Goal of the exercise ->
Find the lines below holding the word "Some" and copy each of them.
=-=-=-=-=
//! Conversation engine: transcript state and the turn-taking protocol.
//!
//! A turn runs user message -> "thinking" delay -> assistant reply -> typed
//! reveal. Only one turn may wait for its reply at a time; submissions made
//! meanwhile, and blank submissions, are ignored without error.
//!
//! The delay and the reveal run on a spawned tokio task, so `submit_query`
//! and `select_quick_action` must be called from within a tokio runtime.
//! Dropping the engine (or calling [`ConversationEngine::shutdown`]) aborts
//! that task; a reply that has not arrived yet is discarded.
//!
//! Events are sent while the state lock is held, so subscribers see them in
//! the same order as the state changes they describe.

use std::ops::ControlFlow;
use std::sync::{Arc, Mutex, MutexGuard, PoisonError, Weak};
use std::time::Duration;

use remix_core::config::AssistantConfig;
use remix_core::events::AssistantEvent;
use remix_core::types::Message;
use tokio::sync::broadcast;
use tokio::task::{AbortHandle, JoinHandle};
use tracing::{debug, info};
use uuid::Uuid;

use crate::knowledge::KnowledgeBase;
use crate::matcher::{Matcher, Reply};
use crate::pacing::{DelayProvider, JitteredDelay};
use crate::quick_actions::{canned_reply, default_quick_actions, QuickAction};
use crate::reveal::Typewriter;

/// Capacity of the event channel. Reveal progress is one event per char.
const EVENT_CHANNEL_CAPACITY: usize = 1024;

/// Result of a submission attempt.
#[derive(Debug, Clone, Copy, PartialEq, Eq)]
pub enum SubmitOutcome {
    /// A new turn started.
    Accepted,
    /// The text was empty or whitespace only.
    IgnoredEmpty,
    /// A previous turn is still waiting for its reply.
    IgnoredBusy,
}

#[derive(Debug)]
struct ConversationState {
    transcript: Vec<Message>,
    awaiting_response: bool,
    quick_actions_visible: bool,
    /// Turn allowed to append a reply. Cleared on shutdown.
    active_turn: Option<Uuid>,
}

impl ConversationState {
    /// Mark every unrevealed message revealed, returning their ids.
    fn finish_reveals(&mut self) -> Vec<Uuid> {
        self.transcript
            .iter_mut()
            .filter(|m| !m.reveal_complete)
            .map(|m| {
                m.reveal_complete = true;
                m.id
            })
            .collect()
    }
}

/// Where the assistant reply of a turn comes from.
enum PendingReply {
    Lookup(String),
    Canned(Reply),
}

/// Spawned task of the current turn.
///
/// `abort` outlives `handle`: `wait_idle` moves the join handle out while it
/// waits, and `shutdown` must still be able to cancel the task.
#[derive(Default)]
struct TurnTask {
    handle: Option<JoinHandle<()>>,
    abort: Option<AbortHandle>,
}

fn lock<T>(mutex: &Mutex<T>) -> MutexGuard<'_, T> {
    mutex.lock().unwrap_or_else(PoisonError::into_inner)
}

/// Set `reveal_complete` on `message_id` and announce it. Returns `false` if
/// it was already set or the message does not exist.
fn mark_revealed(
    state: &Mutex<ConversationState>,
    events: &broadcast::Sender<AssistantEvent>,
    message_id: Uuid,
) -> bool {
    let mut guard = lock(state);
    match guard.transcript.iter_mut().find(|m| m.id == message_id) {
        Some(m) if !m.reveal_complete => {
            m.reveal_complete = true;
            let _ = events.send(AssistantEvent::RevealCompleted { message_id });
            true
        }
        _ => false,
    }
}

/// One chat widget's conversation.
pub struct ConversationEngine<D: DelayProvider = JitteredDelay> {
    matcher: Matcher,
    delay: Arc<D>,
    state: Arc<Mutex<ConversationState>>,
    turn: Mutex<TurnTask>,
    events: broadcast::Sender<AssistantEvent>,
    quick_actions: Vec<QuickAction>,
    typing_effect: bool,
}

impl<D: DelayProvider> std::fmt::Debug for ConversationEngine<D> {
    fn fmt(&self, f: &mut std::fmt::Formatter<'_>) -> std::fmt::Result {
        let state = lock(&self.state);
        f.debug_struct("ConversationEngine")
            .field("messages", &state.transcript.len())
            .field("awaiting_response", &state.awaiting_response)
            .field("quick_actions_visible", &state.quick_actions_visible)
            .field("typing_effect", &self.typing_effect)
            .finish()
    }
}

impl<D: DelayProvider> ConversationEngine<D> {
    /// Start a conversation over `knowledge`, opening with the configured
    /// greeting and the default quick actions.
    pub fn new(knowledge: Arc<KnowledgeBase>, delay: D, config: &AssistantConfig) -> Self {
        let greeting = Message::assistant(config.greeting.clone(), Vec::new(), true);
        let (events, _) = broadcast::channel(EVENT_CHANNEL_CAPACITY);

        Self {
            matcher: Matcher::new(knowledge),
            delay: Arc::new(delay),
            state: Arc::new(Mutex::new(ConversationState {
                transcript: vec![greeting],
                awaiting_response: false,
                quick_actions_visible: true,
                active_turn: None,
            })),
            turn: Mutex::new(TurnTask::default()),
            events,
            quick_actions: default_quick_actions(),
            typing_effect: config.typing_effect,
        }
    }

    /// Replace the quick actions offered before the first message.
    pub fn with_quick_actions(mut self, actions: Vec<QuickAction>) -> Self {
        self.quick_actions = actions;
        self
    }

    /// Receive state-change events from now on.
    pub fn subscribe(&self) -> broadcast::Receiver<AssistantEvent> {
        self.events.subscribe()
    }

    /// Ask a free-text question.
    pub fn submit_query(&self, text: &str) -> SubmitOutcome {
        let text = text.trim();
        if text.is_empty() {
            debug!("Ignoring empty submission");
            return SubmitOutcome::IgnoredEmpty;
        }
        self.begin_turn(text.to_string(), PendingReply::Lookup(text.to_string()))
    }

    /// Select a quick action. The reply comes from the canned table, not the
    /// matcher.
    pub fn select_quick_action(&self, action: &QuickAction) -> SubmitOutcome {
        self.begin_turn(
            action.user_message(),
            PendingReply::Canned(canned_reply(action)),
        )
    }

    fn begin_turn(&self, content: String, pending: PendingReply) -> SubmitOutcome {
        let mut turn = lock(&self.turn);

        let turn_id = {
            let mut state = lock(&self.state);
            if state.awaiting_response {
                debug!("Ignoring submission while a reply is pending");
                return SubmitOutcome::IgnoredBusy;
            }

            // A reveal from the previous turn may still be running. Stop it
            // and show that message in full.
            if let Some(abort) = turn.abort.take() {
                abort.abort();
            }
            turn.handle = None;
            for message_id in state.finish_reveals() {
                self.emit(AssistantEvent::RevealCompleted { message_id });
            }

            let user_message = Message::user(content);
            let turn_id = user_message.id;
            state.transcript.push(user_message.clone());
            if std::mem::replace(&mut state.quick_actions_visible, false) {
                self.emit(AssistantEvent::QuickActionsHidden);
            }
            state.awaiting_response = true;
            state.active_turn = Some(turn_id);

            self.emit(AssistantEvent::MessageAppended {
                message: user_message,
            });
            self.emit(AssistantEvent::ResponsePending { turn_id });
            turn_id
        };
        debug!(%turn_id, "Turn accepted");

        let handle = tokio::spawn(run_turn(
            turn_id,
            Arc::downgrade(&self.state),
            Arc::clone(&self.delay),
            self.matcher.clone(),
            self.events.clone(),
            pending,
            self.typing_effect,
        ));
        turn.abort = Some(handle.abort_handle());
        turn.handle = Some(handle);

        SubmitOutcome::Accepted
    }

    /// Finish the reveal of `message_id` now, making its links visible.
    ///
    /// Returns `false` if the message is unknown or already revealed.
    pub fn complete_reveal(&self, message_id: Uuid) -> bool {
        mark_revealed(&self.state, &self.events, message_id)
    }

    /// Wait until the in-flight turn (reply and reveal) has finished.
    ///
    /// Cancel-safe: dropping the returned future leaves the turn abortable
    /// by [`ConversationEngine::shutdown`].
    pub async fn wait_idle(&self) {
        let handle = lock(&self.turn).handle.take();
        if let Some(handle) = handle {
            // An aborted turn is as idle as a finished one.
            let _ = handle.await;
        }
    }

    /// Cancel any pending reply or reveal.
    ///
    /// The conversation stays usable: the busy flag is cleared and a reply
    /// being typed out is shown in full.
    pub fn shutdown(&self) {
        let mut turn = lock(&self.turn);
        let Some(abort) = turn.abort.take() else {
            return;
        };
        abort.abort();

        let mut state = lock(&self.state);
        state.active_turn = None;
        state.awaiting_response = false;
        for message_id in state.finish_reveals() {
            self.emit(AssistantEvent::RevealCompleted { message_id });
        }
        debug!("Turn task cancelled");
    }

    /// Snapshot of the transcript, oldest first.
    pub fn transcript(&self) -> Vec<Message> {
        lock(&self.state).transcript.clone()
    }

    pub fn message(&self, message_id: Uuid) -> Option<Message> {
        lock(&self.state)
            .transcript
            .iter()
            .find(|m| m.id == message_id)
            .cloned()
    }

    pub fn last_message(&self) -> Option<Message> {
        lock(&self.state).transcript.last().cloned()
    }

    pub fn is_awaiting_response(&self) -> bool {
        lock(&self.state).awaiting_response
    }

    pub fn quick_actions_visible(&self) -> bool {
        lock(&self.state).quick_actions_visible
    }

    /// Every quick action this conversation offers, visible or not.
    pub fn quick_actions(&self) -> &[QuickAction] {
        &self.quick_actions
    }

    /// Quick actions to render: all of them before the first message, none after.
    pub fn visible_quick_actions(&self) -> &[QuickAction] {
        if self.quick_actions_visible() {
            &self.quick_actions
        } else {
            &[]
        }
    }

    pub fn matcher(&self) -> &Matcher {
        &self.matcher
    }

    fn emit(&self, event: AssistantEvent) {
        // No subscribers is fine.
        let _ = self.events.send(event);
    }
}

impl<D: DelayProvider> Drop for ConversationEngine<D> {
    fn drop(&mut self) {
        self.shutdown();
    }
}

async fn run_turn<D: DelayProvider>(
    turn_id: Uuid,
    state: Weak<Mutex<ConversationState>>,
    delay: Arc<D>,
    matcher: Matcher,
    events: broadcast::Sender<AssistantEvent>,
    pending: PendingReply,
    typing_effect: bool,
) {
    let wait = delay.response_delay();
    delay.sleep(wait).await;

    let reply = match pending {
        PendingReply::Lookup(query) => matcher.lookup(&query),
        PendingReply::Canned(reply) => reply,
    };
    let message = Message::assistant(reply.answer, reply.links, !typing_effect);
    let message_id = message.id;

    {
        let Some(state) = state.upgrade() else {
            return;
        };
        let mut guard = lock(&state);
        if guard.active_turn != Some(turn_id) {
            debug!(%turn_id, "Turn cancelled before its reply");
            return;
        }
        guard.transcript.push(message.clone());
        guard.awaiting_response = false;
        let _ = events.send(AssistantEvent::MessageAppended {
            message: message.clone(),
        });
    }
    info!(
        %message_id,
        delay_ms = duration_ms(wait),
        links = message.links.len(),
        "Assistant reply appended"
    );

    if !typing_effect {
        return;
    }

    let typewriter = Typewriter::new(&message.content);
    let total_chars = typewriter.total_chars();
    let finished = typewriter
        .run(delay.as_ref(), |visible_chars, _| {
            let Some(state) = state.upgrade() else {
                return ControlFlow::Break(());
            };
            let guard = lock(&state);
            let still_revealing = guard
                .transcript
                .iter()
                .any(|m| m.id == message_id && !m.reveal_complete);
            if !still_revealing {
                return ControlFlow::Break(());
            }
            let _ = events.send(AssistantEvent::RevealProgress {
                message_id,
                visible_chars,
                total_chars,
            });
            ControlFlow::Continue(())
        })
        .await;

    if finished {
        if let Some(state) = state.upgrade() {
            mark_revealed(&state, &events, message_id);
        }
    }
}

fn duration_ms(d: Duration) -> u64 {
    u64::try_from(d.as_millis()).unwrap_or(u64::MAX)
}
=-=-=-=-=
Task result ->
        Some(m) if !m.reveal_complete => {
            if let Some(abort) = turn.abort.take() {
            state.active_turn = Some(turn_id);
        turn.abort = Some(handle.abort_handle());
        turn.handle = Some(handle);
        if let Some(handle) = handle {
        let Some(abort) = turn.abort.take() else {
        let Some(state) = state.upgrade() else {
        if guard.active_turn != Some(turn_id) {
            let Some(state) = state.upgrade() else {
        if let Some(state) = state.upgrade() {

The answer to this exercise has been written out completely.